A novel human cell culture model to study visceral smooth muscle phenotypic modulation in health and disease.

Adaptation of the smooth muscle cell (SMC) phenotype is essential for homeostasis and is often involved in pathologies of visceral organs (e.g., uterus, bladder, gastrointestinal tract). In vitro studies of the behavior of visceral SMCs under (patho)-physiological conditions are hampered by a spontaneous, uncontrolled phenotypic modulation of visceral SMCs under regular tissue culture conditions. We aimed to develop a new visceral SMC culture model that allows controlled phenotypic modulation. Human uterine SMCs [ULTR and telomerase-immortalized human myometrial cells (hTERT-HM)] were grown to confluency and kept for up to 6 days on regular tissue culture surfaces or basement membrane (BM) matrix-coated surfaces in the presence of 0-10% serum. mRNA and protein expression and localization of SMC-specific phenotype markers and their transcriptional regulators were investigated by quantitative PCR, Western blotting, and immunofluorescence. Maintaining visceral SMCs confluent for 6 days increased α-smooth muscle actin (1.9-fold) and smooth muscle protein 22-α (3.1-fold), whereas smooth muscle myosin heavy chain was only slightly upregulated (1.3-fold).

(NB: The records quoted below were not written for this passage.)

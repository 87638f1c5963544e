//! Clause 73 auto-negotiation register block
//!
//! Control, arbitration status, the link-fail-inhibit timer and the
//! advertised/link-partner base-page ability words. Ability bits 0..47
//! are spread across three 16-bit capability registers, low word first.

use super::{Block, Field, Register};

const fn reg(offset: usize) -> Register {
    Register::new(Block::An, offset)
}

/// Auto-negotiation control
pub const CONTROL: Register = reg(0x0 << 2);
/// Restart auto-negotiation (self-clearing)
pub const CONTROL_RESTART: Field = Field::new(CONTROL, 1 << 9, 9);
/// Enable the auto-negotiation function
pub const CONTROL_ENABLE: Field = Field::new(CONTROL, 1 << 12, 12);
/// Reset the auto-negotiation function (self-clearing)
pub const CONTROL_RESET: Field = Field::new(CONTROL, 1 << 15, 15);

/// Auto-negotiation status
pub const STATUS: Register = reg(0x1 << 2);
/// Current arbitration state machine state
pub const STATUS_STATE: Field = Field::new(STATUS, 0xF << 12, 12);

/// Link-fail-inhibit timer, in milliseconds
pub const LINK_FAIL_INHIBIT_TIMER: Register = reg(0xD << 2);

/// Advertised ability bits 15:0
pub const MR_ADV_CAPABILITY_1: Register = reg(0x10 << 2);
/// Advertised ability bits 31:16
pub const MR_ADV_CAPABILITY_2: Register = reg(0x11 << 2);
/// Advertised ability bits 47:32
pub const MR_ADV_CAPABILITY_3: Register = reg(0x12 << 2);

/// FEC ability, ability bit 46, within capability word 3
pub const ADV_FEC_ABILITY: Field = Field::new(MR_ADV_CAPABILITY_3, 1 << 14, 14);
/// FEC requested, ability bit 47, within capability word 3
pub const ADV_FEC_REQUESTED: Field = Field::new(MR_ADV_CAPABILITY_3, 1 << 15, 15);

/// Link partner base-page ability bits 15:0
pub const MR_LP_BASE_PG_CAPABILITY_1: Register = reg(0x13 << 2);
/// Link partner base-page ability bits 31:16
pub const MR_LP_BASE_PG_CAPABILITY_2: Register = reg(0x14 << 2);
/// Link partner base-page ability bits 47:32
pub const MR_LP_BASE_PG_CAPABILITY_3: Register = reg(0x15 << 2);

/// Link partner FEC ability, ability bit 46
pub const LP_FEC_ABILITY: Field = Field::new(MR_LP_BASE_PG_CAPABILITY_3, 1 << 14, 14);
/// Link partner FEC requested, ability bit 47
pub const LP_FEC_REQUESTED: Field = Field::new(MR_LP_BASE_PG_CAPABILITY_3, 1 << 15, 15);

/// Arbitration state AN_GOOD_CHECK, negotiation resolved
pub const STATE_GOOD_CHECK: u32 = 0x5;
//! Clause 72 link-training sub-machine
//!
//! The hardware runs the training frame protocol; this module arms it
//! with the configured initial request and then services the three
//! events it raises: coefficient updates for the local transmitter,
//! receiver calibration requests (which drive the link partner tap
//! sweep) and signal detect. Training is bounded by the hardware
//! max-wait timer and a 500 ms software timer running from the end of
//! auto-negotiation.

use super::{ApiState, Phy10GBaseKr, TapSweep, LT_SOFTWARE_WAIT_TIMER_MS};
use crate::config::LtInitialRequest;
use crate::register::{lt, tx_ctrl, PhyRegisterBus};
use crate::time::{elapsed_ms, TimeSource};
use crate::xcvr::Xcvr;

/// Hardware training state machine states
#[derive(Debug, Clone, Copy, PartialEq, Eq)]
#[cfg_attr(feature = "defmt", derive(defmt::Format))]
#[repr(u32)]
pub enum LtState {
    /// IDLE
    Idle = 0,
    /// INITIALIZE
    Initialize = 1,
    /// TRAIN_LOCAL
    TrainLocal = 2,
    /// SEND_TRAINING
    SendTraining = 3,
    /// FAILURE
    Failure = 4,
    /// SEND_DATA
    SendData = 5,
    /// TRAIN_REMOTE
    TrainRemote = 6,
    /// LINK_READY
    LinkReady = 7,
}

impl LtState {
    /// Decode the 3-bit hardware training state field
    pub const fn from_raw(raw: u32) -> Self {
        match raw & 0x7 {
            0 => LtState::Idle,
            1 => LtState::Initialize,
            2 => LtState::TrainLocal,
            3 => LtState::SendTraining,
            4 => LtState::Failure,
            5 => LtState::SendData,
            6 => LtState::TrainRemote,
            _ => LtState::LinkReady,
        }
    }
}

/// Link-training outcome
#[derive(Debug, Clone, Copy, PartialEq, Eq)]
#[cfg_attr(feature = "defmt", derive(defmt::Format))]
pub enum LtStatus {
    /// Training still running
    Incomplete,
    /// Signal detect seen, data path active
    Complete,
    /// Hardware fail bit or software timeout
    Failure,
}

/// Link-training observables
#[derive(Debug, Clone, PartialEq, Eq)]
#[cfg_attr(feature = "defmt", derive(defmt::Format))]
pub struct LinkTraining {
    /// Last sampled hardware training state
    pub state: LtState,
    pub(crate) api_state: ApiState,
    /// Outcome of the current training run
    pub status: LtStatus,

    pub(crate) timer_start_ms: u32,

    /// Training failures since construction
    pub fail_count: u32,
    /// Training completions since construction
    pub complete_count: u32,
    /// Coefficient updates applied to the local transmitter this run
    pub tx_eq_count: u32,
    /// Receiver calibration requests serviced this run
    pub rx_cal_count: u32,
    /// Signal detect events this run
    pub signal_detect_count: u32,
    /// Local receiver lock events this run
    pub rcvr_lock_count: u32,
    /// Sub-machine polls this run
    pub cycle_count: u32,

    /// Local receiver trained and reported ready to the partner
    pub local_rcvr_locked: bool,

    /// Link partner tap sweep engine state
    pub sweep: TapSweep,
}

impl LinkTraining {
    pub(crate) fn new() -> Self {
        Self {
            state: LtState::Idle,
            api_state: ApiState::Init,
            status: LtStatus::Incomplete,
            timer_start_ms: 0,
            fail_count: 0,
            complete_count: 0,
            tx_eq_count: 0,
            rx_cal_count: 0,
            signal_detect_count: 0,
            rcvr_lock_count: 0,
            cycle_count: 0,
            local_rcvr_locked: false,
            sweep: TapSweep::new(),
        }
    }

    /// Clear per-run state; cumulative fail/complete counters survive
    pub(crate) fn reset_preserving_counters(&mut self) {
        let fail_count = self.fail_count;
        let complete_count = self.complete_count;
        *self = Self::new();
        self.fail_count = fail_count;
        self.complete_count = complete_count;
    }
}

impl<B, X, T> Phy10GBaseKr<B, X, T>
where
    B: PhyRegisterBus,
    X: Xcvr,
    T: TimeSource,
{
    /// One link-training poll
    pub(crate) fn lt_step(&mut self) {
        self.lt.state = LtState::from_raw(self.regs.field(lt::TRAINING_SM));

        match self.lt.api_state {
            ApiState::Init => {
                let request = match self.config.initial_request {
                    LtInitialRequest::Preset => lt::CTRL_PRESET.mask,
                    LtInitialRequest::Initialize => lt::CTRL_INIT.mask,
                };
                self.regs
                    .write(lt::CTRL, lt::CTRL_RESTART_EN.mask | request);
                self.lt.api_state = ApiState::StatusUpdate;
            }

            ApiState::StatusUpdate => self.lt_status_update(),
        }

        self.lt.cycle_count += 1;
    }

    fn lt_status_update(&mut self) {
        let status = self.regs.read(lt::STATUS);
        let elapsed = elapsed_ms(self.lt.timer_start_ms, self.clock.now_ms());

        if lt::STATUS_TRAINING_FAIL.is_set(status) || elapsed > LT_SOFTWARE_WAIT_TIMER_MS {
            self.lt.fail_count += 1;
            self.lt.status = LtStatus::Failure;

            // stop the hardware restarting itself when the software
            // timer raised the failure
            self.regs.set_field(lt::CTRL_RESTART_EN, 0);
            return;
        }

        if lt::STATUS_REQ_TX_EQUAL.is_set(status) {
            self.apply_coeff_update();
        }

        if lt::STATUS_REQ_RX_CAL.is_set(status) && !self.lt.local_rcvr_locked {
            // acknowledge the request in the transmitted status report
            self.regs.set_field(lt::STATUS_RX_CAL_DONE, 1);
            self.regs.set_field(lt::STATUS_RX_CAL_DONE, 0);

            self.lt.rx_cal_count += 1;

            match self.config.initial_request {
                LtInitialRequest::Preset => self.sweep_step(),
                LtInitialRequest::Initialize => self.lock_local_receiver(),
            }
        }

        if lt::STATUS_SIGNAL_DETECT.is_set(status) {
            self.lt.complete_count += 1;

            self.regs.set_field(
                tx_ctrl::CTRL_PMA_DATA,
                tx_ctrl::PmaDataSelect::Data.value(),
            );

            self.lt.signal_detect_count += 1;
            self.lt.status = LtStatus::Complete;
        }
    }

    /// Apply a received coefficient update to the local transmitter
    ///
    /// PRESET and INITIALIZE select the configured tables; otherwise the
    /// hardware-computed new tap values are used. Post and pre settings
    /// are register-coded relative to their maximum limit.
    fn apply_coeff_update(&mut self) {
        self.lt.tx_eq_count += 1;

        let rcvd = self.regs.field(lt::RCVD_COEFF_NEW);

        let (main, post, pre) = if rcvd & (lt::RCVD_COEFF_INITIALIZE | lt::RCVD_COEFF_PRESET) != 0 {
            if rcvd & lt::RCVD_COEFF_PRESET != 0 {
                (
                    self.config.main.preset,
                    self.config.post.preset as i32 - self.config.post.max as i32,
                    self.config.pre.preset as i32 - self.config.pre.max as i32,
                )
            } else {
                (
                    self.config.main.initialize,
                    self.config.post.initialize as i32 - self.config.post.max as i32,
                    self.config.pre.initialize as i32 - self.config.pre.max as i32,
                )
            }
        } else {
            let main = self.regs.read(lt::TX_NEW_MAIN_TAP) & lt::TX_NEW_TAP_MASK;
            let post = (self.regs.read(lt::TX_NEW_POST_TAP) & lt::TX_NEW_TAP_MASK) as i32
                - self.config.post.max as i32;
            let pre = (self.regs.read(lt::TX_NEW_PRE_TAP) & lt::TX_NEW_TAP_MASK) as i32
                - self.config.pre.max as i32;
            (main, post, pre)
        };

        self.xcvr.apply_tx_taps(main, post, pre);

        // report all taps updated in the transmitted status report
        self.regs.write(
            lt::TX_EQUAL,
            lt::TX_EQUAL_PRE_DONE.mask
                | lt::TX_EQUAL_POST_DONE.mask
                | lt::TX_EQUAL_MAIN_DONE.mask
                | lt::TX_EQUAL_DONE.mask,
        );
    }

    /// Report local receiver ready to the link partner
    pub(crate) fn lock_local_receiver(&mut self) {
        self.lt.local_rcvr_locked = true;
        self.lt.rcvr_lock_count += 1;
        self.regs.set_field(lt::LOCAL_RCVR_LOCKED, 1);
    }
}

#[cfg(test)]
mod tests {
    extern crate std;

    use super::*;
    use crate::config::{PhyConfig, TapConfig};
    use crate::testing::{FakeClock, MockPhyRegs, MockXcvr};

    struct Harness {
        phy: Phy10GBaseKr<MockPhyRegs, MockXcvr, FakeClock>,
        regs: MockPhyRegs,
        xcvr: MockXcvr,
    }

    fn harness(config: PhyConfig) -> Harness {
        let regs = MockPhyRegs::new();
        let xcvr = MockXcvr::new();
        let phy = Phy10GBaseKr::new(regs.clone(), xcvr.clone(), FakeClock::new(), config).unwrap();
        Harness { phy, regs, xcvr }
    }

    #[test]
    fn init_poll_arms_preset_request() {
        let mut h = harness(PhyConfig::new());
        h.phy.lt_step();

        let ctrl = h.regs.get(lt::CTRL);
        assert!(lt::CTRL_RESTART_EN.is_set(ctrl));
        assert!(lt::CTRL_PRESET.is_set(ctrl));
        assert!(!lt::CTRL_INIT.is_set(ctrl));
        assert_eq!(h.phy.lt().cycle_count, 1);
    }

    #[test]
    fn preset_update_applies_configured_preset_taps() {
        let mut h = harness(PhyConfig::new());
        h.phy.lt_step();

        h.regs.set_bits(lt::STATUS_REQ_TX_EQUAL, 1);
        h.regs.set_bits(lt::RCVD_COEFF_NEW, lt::RCVD_COEFF_PRESET);
        h.phy.lt_step();

        // preset post/pre sit at their max, coded as zero offset
        assert_eq!(h.xcvr.applied_taps(), std::vec![(41, 0, 0)]);
        assert_eq!(h.phy.lt().tx_eq_count, 1);
        let done = h.regs.get(lt::TX_EQUAL);
        assert!(lt::TX_EQUAL_DONE.is_set(done));
        assert!(lt::TX_EQUAL_PRE_DONE.is_set(done));
    }

    #[test]
    fn new_coefficient_values_are_offset_by_max_limit() {
        let config = PhyConfig::new()
            .with_post_tap(TapConfig::new(16, 0))
            .with_pre_tap(TapConfig::new(5, 0));
        let mut h = harness(config);
        h.phy.lt_step();

        h.regs.set_bits(lt::STATUS_REQ_TX_EQUAL, 1);
        h.regs.set(lt::TX_NEW_MAIN_TAP, 30);
        h.regs.set(lt::TX_NEW_POST_TAP, 10);
        h.regs.set(lt::TX_NEW_PRE_TAP, 2);
        // coefficient word carries neither PRESET nor INITIALIZE
        h.regs.set_bits(lt::RCVD_COEFF_NEW, 0x3F);
        h.phy.lt_step();

        assert_eq!(h.xcvr.applied_taps(), std::vec![(30, -6, -3)]);
    }

    #[test]
    fn rx_cal_request_is_acknowledged_with_a_pulse() {
        let config = PhyConfig::new().with_initial_request(LtInitialRequest::Initialize);
        let mut h = harness(config);
        h.phy.lt_step();
        h.regs.clear_writes();

        h.regs.set_bits(lt::STATUS_REQ_RX_CAL, 1);
        h.phy.lt_step();

        let pulses: std::vec::Vec<u32> = h
            .regs
            .writes()
            .iter()
            .filter(|(reg, _)| *reg == lt::STATUS)
            .map(|(_, value)| lt::STATUS_RX_CAL_DONE.get(*value))
            .collect();
        assert_eq!(pulses, std::vec![1, 0]);
        assert_eq!(h.phy.lt().rx_cal_count, 1);
    }

    #[test]
    fn rx_cal_ignored_once_receiver_locked() {
        let config = PhyConfig::new().with_initial_request(LtInitialRequest::Initialize);
        let mut h = harness(config);
        h.phy.lt_step();

        h.regs.set_bits(lt::STATUS_REQ_RX_CAL, 1);
        h.phy.lt_step();
        assert_eq!(h.phy.lt().rx_cal_count, 1);
        assert!(h.phy.lt().local_rcvr_locked);

        h.phy.lt_step();
        assert_eq!(h.phy.lt().rx_cal_count, 1);
        assert_eq!(h.phy.lt().rcvr_lock_count, 1);
    }

    #[test]
    fn failure_disables_hardware_restart() {
        let mut h = harness(PhyConfig::new());
        h.phy.lt_step();

        h.regs.set_bits(lt::STATUS_TRAINING_FAIL, 1);
        h.phy.lt_step();

        assert_eq!(h.phy.lt().status, LtStatus::Failure);
        assert_eq!(h.phy.lt().fail_count, 1);
        assert!(!lt::CTRL_RESTART_EN.is_set(h.regs.get(lt::CTRL)));
    }

    #[test]
    fn hardware_state_is_sampled_every_poll() {
        let mut h = harness(PhyConfig::new());
        h.regs.set_bits(lt::TRAINING_SM, LtState::SendTraining as u32);
        h.phy.lt_step();
        assert_eq!(h.phy.lt().state, LtState::SendTraining);

        h.regs.set(lt::TRAINING_SM_STATUS, LtState::LinkReady as u32);
        h.phy.lt_step();
        assert_eq!(h.phy.lt().state, LtState::LinkReady);
    }

    #[test]
    fn signal_detect_completes_and_selects_data_path() {
        let mut h = harness(PhyConfig::new());
        h.phy.lt_step();

        h.regs.set_bits(lt::STATUS_SIGNAL_DETECT, 1);
        h.phy.lt_step();

        assert_eq!(h.phy.lt().status, LtStatus::Complete);
        assert_eq!(h.phy.lt().signal_detect_count, 1);
        assert_eq!(
            tx_ctrl::CTRL_PMA_DATA.get(h.regs.get(tx_ctrl::CTRL)),
            tx_ctrl::PmaDataSelect::Data.value()
        );
    }
}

Culturing on a BM matrix-coated surface further increased these proteins and also markedly promoted mRNA expression of γ-smooth muscle actin (15.0-fold), smoothelin (3.5-fold), h-caldesmon (5.2-fold), serum response factor (7.6-fold), and myocardin (8.1-fold). Whereas additional serum deprivation only minimally affected contractile markers, platelet-derived growth factor-BB and transforming growth factor β1 consistently reduced versus increased their expression. In conclusion, we present a simple and reproducible visceral SMC culture system that allows controlled phenotypic modulation toward both the synthetic and the contractile phenotype. This may greatly facilitate the identification of factors that drive visceral SMC phenotypic changes in health and disease.